### Your goal
Once the line with "most salient first." is found in the entries below, print it and each following line exactly, stopping after the line with "scored.truncate(keep_n);"; print nothing else.

── Data records

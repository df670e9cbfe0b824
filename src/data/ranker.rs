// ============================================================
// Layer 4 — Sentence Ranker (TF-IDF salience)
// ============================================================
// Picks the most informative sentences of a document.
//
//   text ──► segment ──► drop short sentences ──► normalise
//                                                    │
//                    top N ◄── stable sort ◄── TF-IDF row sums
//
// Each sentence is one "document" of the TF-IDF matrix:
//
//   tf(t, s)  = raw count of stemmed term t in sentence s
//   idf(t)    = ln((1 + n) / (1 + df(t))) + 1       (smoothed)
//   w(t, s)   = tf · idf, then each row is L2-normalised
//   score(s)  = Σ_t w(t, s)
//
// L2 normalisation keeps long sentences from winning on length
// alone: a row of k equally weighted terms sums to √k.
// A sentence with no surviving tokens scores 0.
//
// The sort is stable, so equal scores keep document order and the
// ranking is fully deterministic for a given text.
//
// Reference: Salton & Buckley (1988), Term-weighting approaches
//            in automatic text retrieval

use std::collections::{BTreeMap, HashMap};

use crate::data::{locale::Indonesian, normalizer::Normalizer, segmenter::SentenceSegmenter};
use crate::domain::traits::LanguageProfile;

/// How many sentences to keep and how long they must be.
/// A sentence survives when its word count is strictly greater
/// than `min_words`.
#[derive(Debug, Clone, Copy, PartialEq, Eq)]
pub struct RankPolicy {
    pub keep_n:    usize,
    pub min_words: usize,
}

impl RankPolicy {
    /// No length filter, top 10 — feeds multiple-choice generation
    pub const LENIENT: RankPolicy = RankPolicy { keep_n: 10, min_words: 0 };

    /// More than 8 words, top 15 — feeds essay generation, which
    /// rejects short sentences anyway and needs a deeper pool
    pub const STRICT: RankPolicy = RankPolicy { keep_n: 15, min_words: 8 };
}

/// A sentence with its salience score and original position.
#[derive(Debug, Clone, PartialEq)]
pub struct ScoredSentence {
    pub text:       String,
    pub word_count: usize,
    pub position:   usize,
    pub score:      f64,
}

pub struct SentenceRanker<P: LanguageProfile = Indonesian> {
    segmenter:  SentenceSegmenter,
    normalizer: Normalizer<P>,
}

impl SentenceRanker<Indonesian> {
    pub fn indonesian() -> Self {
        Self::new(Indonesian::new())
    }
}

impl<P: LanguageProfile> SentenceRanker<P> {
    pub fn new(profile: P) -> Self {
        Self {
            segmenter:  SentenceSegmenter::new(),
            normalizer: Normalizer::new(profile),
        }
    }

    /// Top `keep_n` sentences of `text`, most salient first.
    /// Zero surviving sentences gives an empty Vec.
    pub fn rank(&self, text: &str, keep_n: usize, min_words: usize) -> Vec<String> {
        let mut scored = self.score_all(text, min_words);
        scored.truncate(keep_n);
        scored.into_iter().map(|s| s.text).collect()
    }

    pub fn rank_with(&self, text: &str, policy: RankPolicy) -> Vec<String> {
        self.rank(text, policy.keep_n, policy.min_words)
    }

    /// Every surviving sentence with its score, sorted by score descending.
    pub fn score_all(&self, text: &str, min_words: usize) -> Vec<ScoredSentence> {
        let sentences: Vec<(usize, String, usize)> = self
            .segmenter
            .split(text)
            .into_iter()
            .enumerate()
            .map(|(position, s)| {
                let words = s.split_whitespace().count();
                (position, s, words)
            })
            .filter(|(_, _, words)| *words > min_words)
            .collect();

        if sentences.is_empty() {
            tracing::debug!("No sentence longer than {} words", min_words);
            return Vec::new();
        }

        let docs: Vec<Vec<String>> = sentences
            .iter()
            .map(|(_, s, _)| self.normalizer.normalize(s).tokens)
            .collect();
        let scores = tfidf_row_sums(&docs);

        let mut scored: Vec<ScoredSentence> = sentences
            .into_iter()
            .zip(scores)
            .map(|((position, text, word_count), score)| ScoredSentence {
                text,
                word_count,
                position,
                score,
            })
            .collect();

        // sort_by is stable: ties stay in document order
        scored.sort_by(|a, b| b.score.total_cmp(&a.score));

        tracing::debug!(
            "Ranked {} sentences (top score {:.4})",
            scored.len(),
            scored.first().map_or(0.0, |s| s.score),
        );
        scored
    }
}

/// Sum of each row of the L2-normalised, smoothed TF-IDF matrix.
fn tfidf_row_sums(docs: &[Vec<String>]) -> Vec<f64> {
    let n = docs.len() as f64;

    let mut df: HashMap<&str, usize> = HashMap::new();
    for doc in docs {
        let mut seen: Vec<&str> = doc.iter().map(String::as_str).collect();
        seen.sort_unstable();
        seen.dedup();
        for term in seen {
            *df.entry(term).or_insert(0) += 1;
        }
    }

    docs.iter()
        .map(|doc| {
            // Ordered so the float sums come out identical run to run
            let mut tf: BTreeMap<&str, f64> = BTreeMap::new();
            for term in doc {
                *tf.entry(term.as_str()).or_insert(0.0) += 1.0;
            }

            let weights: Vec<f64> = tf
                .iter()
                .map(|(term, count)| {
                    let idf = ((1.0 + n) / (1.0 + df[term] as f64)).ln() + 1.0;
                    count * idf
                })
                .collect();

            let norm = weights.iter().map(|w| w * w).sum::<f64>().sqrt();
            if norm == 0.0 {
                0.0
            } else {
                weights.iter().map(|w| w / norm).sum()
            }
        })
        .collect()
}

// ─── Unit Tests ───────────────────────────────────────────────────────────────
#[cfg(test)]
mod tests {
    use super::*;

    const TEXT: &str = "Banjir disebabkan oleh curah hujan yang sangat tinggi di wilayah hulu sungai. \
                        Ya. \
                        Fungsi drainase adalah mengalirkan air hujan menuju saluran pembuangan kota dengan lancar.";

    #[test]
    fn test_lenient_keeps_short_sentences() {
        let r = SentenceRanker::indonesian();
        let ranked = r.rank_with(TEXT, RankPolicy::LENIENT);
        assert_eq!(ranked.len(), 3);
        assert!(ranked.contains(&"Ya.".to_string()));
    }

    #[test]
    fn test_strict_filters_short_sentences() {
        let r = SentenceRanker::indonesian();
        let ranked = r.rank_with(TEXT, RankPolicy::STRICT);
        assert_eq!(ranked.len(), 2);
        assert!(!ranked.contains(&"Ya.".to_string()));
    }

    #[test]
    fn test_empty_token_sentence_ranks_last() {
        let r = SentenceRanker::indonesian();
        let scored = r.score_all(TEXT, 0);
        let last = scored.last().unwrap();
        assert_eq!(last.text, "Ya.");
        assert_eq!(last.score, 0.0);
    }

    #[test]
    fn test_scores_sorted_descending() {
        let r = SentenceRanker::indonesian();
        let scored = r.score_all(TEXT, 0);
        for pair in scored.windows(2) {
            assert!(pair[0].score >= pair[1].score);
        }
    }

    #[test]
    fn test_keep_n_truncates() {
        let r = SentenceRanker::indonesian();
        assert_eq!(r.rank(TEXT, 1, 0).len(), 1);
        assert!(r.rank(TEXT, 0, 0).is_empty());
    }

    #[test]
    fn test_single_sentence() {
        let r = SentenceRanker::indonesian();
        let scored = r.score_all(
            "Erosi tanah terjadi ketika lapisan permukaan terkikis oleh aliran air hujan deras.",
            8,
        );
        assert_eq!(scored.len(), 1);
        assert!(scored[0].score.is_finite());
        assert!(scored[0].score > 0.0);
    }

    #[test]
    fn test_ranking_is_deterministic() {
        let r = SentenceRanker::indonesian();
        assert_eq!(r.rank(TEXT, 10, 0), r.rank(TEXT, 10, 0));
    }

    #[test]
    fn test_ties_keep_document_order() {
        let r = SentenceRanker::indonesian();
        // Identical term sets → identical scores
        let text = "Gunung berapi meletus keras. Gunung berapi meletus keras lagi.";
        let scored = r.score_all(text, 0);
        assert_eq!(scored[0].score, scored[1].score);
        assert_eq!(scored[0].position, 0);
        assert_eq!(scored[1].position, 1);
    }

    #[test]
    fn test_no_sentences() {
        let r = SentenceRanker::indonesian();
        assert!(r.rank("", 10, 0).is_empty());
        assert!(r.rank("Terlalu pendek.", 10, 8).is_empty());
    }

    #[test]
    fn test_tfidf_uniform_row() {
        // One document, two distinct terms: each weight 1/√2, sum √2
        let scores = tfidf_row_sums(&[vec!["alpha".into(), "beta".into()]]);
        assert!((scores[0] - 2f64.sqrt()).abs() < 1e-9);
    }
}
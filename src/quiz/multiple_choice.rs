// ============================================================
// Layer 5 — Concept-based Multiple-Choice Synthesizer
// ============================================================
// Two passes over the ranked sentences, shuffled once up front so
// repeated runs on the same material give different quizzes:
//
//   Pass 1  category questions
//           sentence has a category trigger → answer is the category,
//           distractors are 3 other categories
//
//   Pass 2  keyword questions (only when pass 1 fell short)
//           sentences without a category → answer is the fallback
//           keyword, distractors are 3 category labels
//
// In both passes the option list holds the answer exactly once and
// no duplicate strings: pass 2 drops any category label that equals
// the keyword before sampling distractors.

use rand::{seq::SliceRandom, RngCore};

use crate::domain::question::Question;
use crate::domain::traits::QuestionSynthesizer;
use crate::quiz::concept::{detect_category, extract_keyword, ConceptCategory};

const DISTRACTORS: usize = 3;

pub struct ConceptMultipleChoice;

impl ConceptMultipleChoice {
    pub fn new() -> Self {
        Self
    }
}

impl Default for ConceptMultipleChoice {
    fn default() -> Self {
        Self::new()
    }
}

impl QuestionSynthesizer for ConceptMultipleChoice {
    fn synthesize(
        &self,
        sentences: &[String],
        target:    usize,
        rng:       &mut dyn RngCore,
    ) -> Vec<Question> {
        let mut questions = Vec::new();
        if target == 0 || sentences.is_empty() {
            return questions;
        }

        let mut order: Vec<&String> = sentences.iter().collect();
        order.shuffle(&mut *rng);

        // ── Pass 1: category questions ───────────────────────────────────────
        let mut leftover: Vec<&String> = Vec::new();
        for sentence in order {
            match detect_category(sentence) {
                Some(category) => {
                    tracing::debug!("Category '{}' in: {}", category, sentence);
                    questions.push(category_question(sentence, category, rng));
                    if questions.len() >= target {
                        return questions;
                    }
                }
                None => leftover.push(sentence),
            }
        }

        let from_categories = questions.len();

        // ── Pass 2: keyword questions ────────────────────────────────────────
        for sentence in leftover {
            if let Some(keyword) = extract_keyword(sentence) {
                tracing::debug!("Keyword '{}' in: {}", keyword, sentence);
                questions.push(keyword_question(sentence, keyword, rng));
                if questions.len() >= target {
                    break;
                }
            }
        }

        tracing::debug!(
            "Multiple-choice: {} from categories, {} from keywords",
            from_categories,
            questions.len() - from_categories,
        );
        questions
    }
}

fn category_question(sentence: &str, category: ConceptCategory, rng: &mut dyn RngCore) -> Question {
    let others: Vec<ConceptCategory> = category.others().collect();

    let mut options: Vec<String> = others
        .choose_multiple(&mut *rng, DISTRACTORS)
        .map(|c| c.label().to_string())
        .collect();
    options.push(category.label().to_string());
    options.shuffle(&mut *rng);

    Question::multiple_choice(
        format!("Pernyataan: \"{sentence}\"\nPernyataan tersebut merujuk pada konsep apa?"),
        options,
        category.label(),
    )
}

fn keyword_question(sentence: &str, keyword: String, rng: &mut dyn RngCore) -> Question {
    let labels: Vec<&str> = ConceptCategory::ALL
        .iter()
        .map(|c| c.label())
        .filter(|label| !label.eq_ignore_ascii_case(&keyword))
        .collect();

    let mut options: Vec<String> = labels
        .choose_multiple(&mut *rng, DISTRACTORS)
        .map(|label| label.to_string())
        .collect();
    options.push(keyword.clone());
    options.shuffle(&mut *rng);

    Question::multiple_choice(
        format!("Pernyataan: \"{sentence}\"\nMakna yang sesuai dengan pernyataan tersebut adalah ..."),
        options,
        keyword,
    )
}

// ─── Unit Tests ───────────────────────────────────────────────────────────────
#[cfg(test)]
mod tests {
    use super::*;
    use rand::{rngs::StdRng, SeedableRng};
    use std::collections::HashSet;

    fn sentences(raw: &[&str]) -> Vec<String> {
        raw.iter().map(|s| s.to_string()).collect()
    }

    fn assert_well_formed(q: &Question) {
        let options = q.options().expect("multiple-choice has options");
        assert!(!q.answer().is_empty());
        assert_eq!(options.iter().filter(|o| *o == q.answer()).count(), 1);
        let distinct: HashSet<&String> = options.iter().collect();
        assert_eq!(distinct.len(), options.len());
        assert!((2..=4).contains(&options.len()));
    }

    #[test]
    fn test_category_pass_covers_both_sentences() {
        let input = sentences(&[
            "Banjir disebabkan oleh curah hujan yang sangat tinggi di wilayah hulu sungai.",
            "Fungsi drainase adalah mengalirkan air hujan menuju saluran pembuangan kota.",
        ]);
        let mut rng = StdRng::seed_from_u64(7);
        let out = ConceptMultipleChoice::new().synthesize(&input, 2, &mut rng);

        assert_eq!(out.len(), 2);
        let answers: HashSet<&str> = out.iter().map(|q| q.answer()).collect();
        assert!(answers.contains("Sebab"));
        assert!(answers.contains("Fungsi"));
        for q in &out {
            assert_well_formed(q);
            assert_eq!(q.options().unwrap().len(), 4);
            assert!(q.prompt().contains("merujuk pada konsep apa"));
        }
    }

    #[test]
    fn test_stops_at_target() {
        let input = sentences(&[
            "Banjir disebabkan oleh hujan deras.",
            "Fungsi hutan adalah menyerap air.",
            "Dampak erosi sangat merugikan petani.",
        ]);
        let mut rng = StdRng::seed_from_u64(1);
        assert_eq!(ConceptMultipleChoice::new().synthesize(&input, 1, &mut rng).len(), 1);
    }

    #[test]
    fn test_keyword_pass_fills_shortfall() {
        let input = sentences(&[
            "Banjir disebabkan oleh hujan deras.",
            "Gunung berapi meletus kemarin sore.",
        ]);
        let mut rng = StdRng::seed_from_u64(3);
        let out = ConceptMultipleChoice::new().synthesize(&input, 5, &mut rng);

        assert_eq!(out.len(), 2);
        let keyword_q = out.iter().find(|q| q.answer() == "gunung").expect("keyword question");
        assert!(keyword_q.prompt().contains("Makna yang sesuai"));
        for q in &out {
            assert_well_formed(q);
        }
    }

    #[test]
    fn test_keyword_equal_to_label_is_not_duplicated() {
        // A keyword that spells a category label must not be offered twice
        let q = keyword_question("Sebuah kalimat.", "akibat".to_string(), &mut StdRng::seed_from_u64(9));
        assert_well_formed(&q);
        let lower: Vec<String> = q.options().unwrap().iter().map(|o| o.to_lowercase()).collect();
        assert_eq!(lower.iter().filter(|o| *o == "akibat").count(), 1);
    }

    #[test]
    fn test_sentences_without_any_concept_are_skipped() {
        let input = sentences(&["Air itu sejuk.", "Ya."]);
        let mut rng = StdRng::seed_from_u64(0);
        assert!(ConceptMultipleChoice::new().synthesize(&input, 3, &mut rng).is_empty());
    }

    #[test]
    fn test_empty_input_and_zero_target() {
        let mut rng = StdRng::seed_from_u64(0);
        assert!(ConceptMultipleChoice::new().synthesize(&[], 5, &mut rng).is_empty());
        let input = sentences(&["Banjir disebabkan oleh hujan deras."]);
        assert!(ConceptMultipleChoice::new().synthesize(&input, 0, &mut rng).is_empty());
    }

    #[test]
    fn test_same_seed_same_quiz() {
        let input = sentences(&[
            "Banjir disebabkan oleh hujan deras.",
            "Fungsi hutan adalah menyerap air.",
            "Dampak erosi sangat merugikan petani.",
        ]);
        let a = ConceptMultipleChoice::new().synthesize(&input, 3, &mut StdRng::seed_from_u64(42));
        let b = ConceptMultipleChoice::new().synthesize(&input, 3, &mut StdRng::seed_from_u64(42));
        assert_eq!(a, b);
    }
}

────

### Problem solution
    /// Top `keep_n` sentences of `text`, most salient first.
    /// Zero surviving sentences gives an empty Vec.
    pub fn rank(&self, text: &str, keep_n: usize, min_words: usize) -> Vec<String> {
        let mut scored = self.score_all(text, min_words);
        scored.truncate(keep_n);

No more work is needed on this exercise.